Marianne écoutait donc tout cela et me le disait avec son haleine qui me soufflait doucement dans le cou et ses cheveux sur ma joue qui sentaient le tabac. Marianne rêvait; Marianne écoutait. Marianne voulait connaître aussi tout ce qu'elle devinait de l'autre côté du mur. Elle voulait connaître tout cela. Marianne songeait aux histoires belles. Marianne n'était pas pornographe. Elle se savait jolie. Elle savait tout ce qu'elle pouvait faire avec son corps souple et chaud. Elle savait tout cela. Mais ne le connaissait pas.
Elle le découvrit un dimanche après-midi que ses parents étaient partis. Depuis quelques jours, elle se laissait caresser par un joli minet blond qui l'attendait à la sortie du lycée. Elle lui avait dit de venir. Il était venu. Elle était allongée sur le lit avec le dessus vert amande et les collections rose verte et or. Il l'avait déshabillée, à peine effleurée et presque tout de suite transpercée avec son gros machin. Marianne pleurait. Elle se crut obligée de pousser de petits gémissements de jouissance. Mais elle avait surtout mal entre les cuisses. À la deuxième fois, elle voulu se dégager et cela le vexa. Il n'avait pas eu son compte, probablement. Il se rhabilla et sortit. Elle était seule. Elle se brossa longuement les cheveux. Elle avait un peu envie de vomir. Elle sourit à la glace.
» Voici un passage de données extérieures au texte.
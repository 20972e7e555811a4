pub mod generate;

pub use generate::{brute_force_haar, matched_breakpoints, noisy_steps, total_sse};
use super::breakpoints::{BreakpointList, validate_positions};
use super::math::sum_squared_deviation;
use crate::error::{Result, require_non_empty};

/// Candidate shifts, in tie-break order
const OFFSETS: [isize; 3] = [-1, 0, 1];

/// Refine breakpoint positions by one-sample moves
///
/// Each breakpoint is tried one sample to the left, in place, and one sample
/// to the right, and the position giving the smallest summed squared
/// deviation of the two adjacent segments from their means is kept. On equal
/// scores the leftmost offset wins. A move that would empty a one-sample
/// segment is not tried.
///
/// Breakpoints are processed left to right. The left segment starts at the
/// already refined previous breakpoint and the right segment ends at the
/// next breakpoint's original position, so every segment keeps at least one
/// sample and the total squared deviation never increases. The cost is
/// linear in the signal length since each segment is visited by at most two
/// breakpoints.
///
/// `refined` is cleared and receives one position per input breakpoint.
///
/// # Errors
/// `PreconditionViolation` for an empty signal or a breakpoint list that is
/// not strictly ascending within `1..signal.len()`.
pub fn adjust_breaks(
    signal: &[f64],
    breakpoints: &[usize],
    refined: &mut BreakpointList,
) -> Result<()> {
    let n = signal.len();
    require_non_empty(n, "signal")?;
    validate_positions(breakpoints, n)?;

    refined.clear();
    let mut left_edge = 0;
    for (i, &position) in breakpoints.iter().enumerate() {
        let right_edge = breakpoints.get(i + 1).copied().unwrap_or(n);
        let left_len = position - left_edge;
        let right_len = right_edge - position;

        let mut best_score = f64::INFINITY;
        let mut best_offset = 0;
        for offset in OFFSETS {
            // never empty a single-sample segment
            if (offset == -1 && left_len == 1) || (offset == 1 && right_len == 1) {
                continue;
            }
            let split = position.checked_add_signed(offset).unwrap_or(position);
            let score = sum_squared_deviation(&signal[left_edge..split])
                + sum_squared_deviation(&signal[split..right_edge]);
            if score < best_score {
                best_score = score;
                best_offset = offset;
            }
        }

        let moved = position.checked_add_signed(best_offset).unwrap_or(position);
        refined.push(moved);
        left_edge = moved;
    }

    Ok(())
}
Elle pleura sur son lit.
Elle fut douce avec sa mère, puis se disputa violemment avec elle; sa mère lui trouvait les yeux cernés. Le lendemain, elle sourit et partit au lycée avec un air triomphant. Le soir, à cinq heures, il n'était pas là. Elle rentra doucement chez elle, très triste. Elle se disputa à nouveau avec sa mère qui lui demanda ce qui n'allait pas encore. Sa mère raconta à son père que leur fille avait un caractère de chien. Marianne ne mangea pas ce soir-là et claqua la porte de sa chambre. Elle fit exprès d'écouter "Just Like A Woman" très fort.

"– And she aches just like a woman But she breaks just like a little girl –".
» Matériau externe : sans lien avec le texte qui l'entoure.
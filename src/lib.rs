pub mod api;
pub mod config;
pub mod error;
pub mod input;
pub mod output;
pub mod processing;
pub mod segments;
pub mod signal_processing;

#[cfg(feature = "simulation")]
pub mod simulation;

pub use config::SegmentationConfig;
pub use error::{HaarSegError, Result};
pub use processing::{HaarSegmenter, SegmentationResult};
pub use signal_processing::BreakpointList;
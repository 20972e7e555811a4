use super::{Formatter, SegmentationReport};

/// One JSON object per report, on a single line
pub struct JsonFormatter;

impl Formatter for JsonFormatter {
    fn format(&self, report: &SegmentationReport) -> String {
        serde_json::to_string(report).unwrap_or_else(|e| {
            serde_json::json!({ "filename": report.filename, "error": e.to_string() }).to_string()
        })
    }
}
Ses parents montèrent le son de la télévision. À dix heures, le silence. Marianne pleurait doucement sur son oreiller bleu.

Le lendemain elle écrivit une lettre. Elle ne reçut pas de réponse. Elle sonna à la porte de ses parents. Ce fut la mère qui ouvrit. Il n'était pas là. Quelques jours plus tard, elle le rencontra dans la rue avec une autre fille à son bras. Elle rentra dans sa chambre et le traita de salaud. Puis elle pleura et jura de ne plus se laisser avoir par tous ces salauds qui ne pensent qu'à tirer un coup.
Je ne sais plus si Marianne me dit cela dans ces termes, mais je le dis comme ça. Et c'est vrai. Je le pense.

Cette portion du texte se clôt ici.